//! Notarization backend port.
//!
//! Everything the core relies on from a notarization backend is this
//! trait. Implementations are constructed explicitly and injected into
//! [`NotaryService`](super::NotaryService); there is no process-wide
//! singleton. The in-memory and file ledgers in this crate satisfy the
//! port for local use; a remote client satisfies it for production.

use async_trait::async_trait;
use serde::{Deserialize, Serialize};
use thiserror::Error;

use crate::types::Proof;

/// Metadata submitted alongside a fingerprint at notarization time.
#[derive(Debug, Clone, PartialEq, Eq, Serialize, Deserialize)]
#[serde(rename_all = "camelCase")]
pub struct NotarizeMetadata {
    pub title: String,
    pub author: String,
    #[serde(skip_serializing_if = "Option::is_none")]
    pub institution: Option<String>,
}

impl NotarizeMetadata {
    pub fn new(title: impl Into<String>, author: impl Into<String>) -> Self {
        Self {
            title: title.into(),
            author: author.into(),
            institution: None,
        }
    }

    pub fn with_institution(mut self, institution: impl Into<String>) -> Self {
        self.institution = Some(institution.into());
        self
    }
}

/// Errors a backend can report.
#[derive(Debug, Error)]
pub enum BackendError {
    /// The backend (or its medium) could not be reached.
    #[error("backend unreachable: {message}")]
    Unreachable { message: String },

    /// The backend refused the submission.
    #[error("notarization rejected: {reason}")]
    Rejected { reason: String },

    /// No notarization with that id exists on the ledger.
    #[error("unknown notarization: {notarization_id}")]
    UnknownNotarization { notarization_id: String },
}

impl BackendError {
    pub fn is_unreachable(&self) -> bool {
        matches!(self, Self::Unreachable { .. })
    }
}

/// The notarization backend contract.
#[async_trait]
pub trait NotaryBackend: Send + Sync {
    /// Establish connectivity/configuration. Called once by
    /// [`NotaryService::initialize`](super::NotaryService::initialize);
    /// implementations may assume it completes before other operations.
    async fn connect(&self) -> Result<(), BackendError>;

    /// Register `fingerprint` with `metadata`; returns the full proof
    /// bundle. Must either return a complete proof or fail — never a
    /// partial one.
    async fn notarize(
        &self,
        fingerprint: &str,
        metadata: &NotarizeMetadata,
    ) -> Result<Proof, BackendError>;

    /// Exact-fingerprint lookup. `None` when nothing matches; near-misses
    /// do not count.
    async fn lookup(&self, fingerprint: &str) -> Result<Option<Proof>, BackendError>;

    /// Solicit additional confirmations for an existing notarization.
    /// Fire-and-forget from the caller's perspective, but failure to start
    /// the request is reported.
    async fn request_witnesses(&self, notarization_id: &str) -> Result<(), BackendError>;

    /// Sign an arbitrary payload with the backend identity key.
    async fn sign(&self, payload: &str) -> Result<String, BackendError>;
}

▬▬▬

» Exercise requirements:
Copy every record exactly, with nothing added or dropped.

» Your solution:
//! Notarization backend port.
//!
//! Everything the core relies on from a notarization backend is this
//! trait. Implementations are constructed explicitly and injected into
//! [`NotaryService`](super::NotaryService); there is no process-wide
//! singleton. The in-memory and file ledgers in this crate satisfy the
//! port for local use; a remote client satisfies it for production.

use async_trait::async_trait;
use serde::{Deserialize, Serialize};
use thiserror::Error;

use crate::types::Proof;

/// Metadata submitted alongside a fingerprint at notarization time.
#[derive(Debug, Clone, PartialEq, Eq, Serialize, Deserialize)]
#[serde(rename_all = "camelCase")]
pub struct NotarizeMetadata {
    pub title: String,
    pub author: String,
    #[serde(skip_serializing_if = "Option::is_none")]
    pub institution: Option<String>,
}

impl NotarizeMetadata {
    pub fn new(title: impl Into<String>, author: impl Into<String>) -> Self {
        Self {
            title: title.into(),
            author: author.into(),
            institution: None,
        }
    }

    pub fn with_institution(mut self, institution: impl Into<String>) -> Self {
        self.institution = Some(institution.into());
        self
    }
}

/// Errors a backend can report.
#[derive(Debug, Error)]
pub enum BackendError {
    /// The backend (or its medium) could not be reached.
    #[error("backend unreachable: {message}")]
    Unreachable { message: String },

    /// The backend refused the submission.
    #[error("notarization rejected: {reason}")]
    Rejected { reason: String },

    /// No notarization with that id exists on the ledger.
    #[error("unknown notarization: {notarization_id}")]
    UnknownNotarization { notarization_id: String },
}

impl BackendError {
    pub fn is_unreachable(&self) -> bool {
        matches!(self, Self::Unreachable { .. })
    }
}

/// The notarization backend contract.
#[async_trait]
pub trait NotaryBackend: Send + Sync {
    /// Establish connectivity/configuration. Called once by
    /// [`NotaryService::initialize`](super::NotaryService::initialize);
    /// implementations may assume it completes before other operations.
    async fn connect(&self) -> Result<(), BackendError>;

    /// Register `fingerprint` with `metadata`; returns the full proof
    /// bundle. Must either return a complete proof or fail — never a
    /// partial one.
    async fn notarize(
        &self,
        fingerprint: &str,
        metadata: &NotarizeMetadata,
    ) -> Result<Proof, BackendError>;

    /// Exact-fingerprint lookup. `None` when nothing matches; near-misses
    /// do not count.
    async fn lookup(&self, fingerprint: &str) -> Result<Option<Proof>, BackendError>;

    /// Solicit additional confirmations for an existing notarization.
    /// Fire-and-forget from the caller's perspective, but failure to start
    /// the request is reported.
    async fn request_witnesses(&self, notarization_id: &str) -> Result<(), BackendError>;

    /// Sign an arbitrary payload with the backend identity key.
    async fn sign(&self, payload: &str) -> Result<String, BackendError>;
}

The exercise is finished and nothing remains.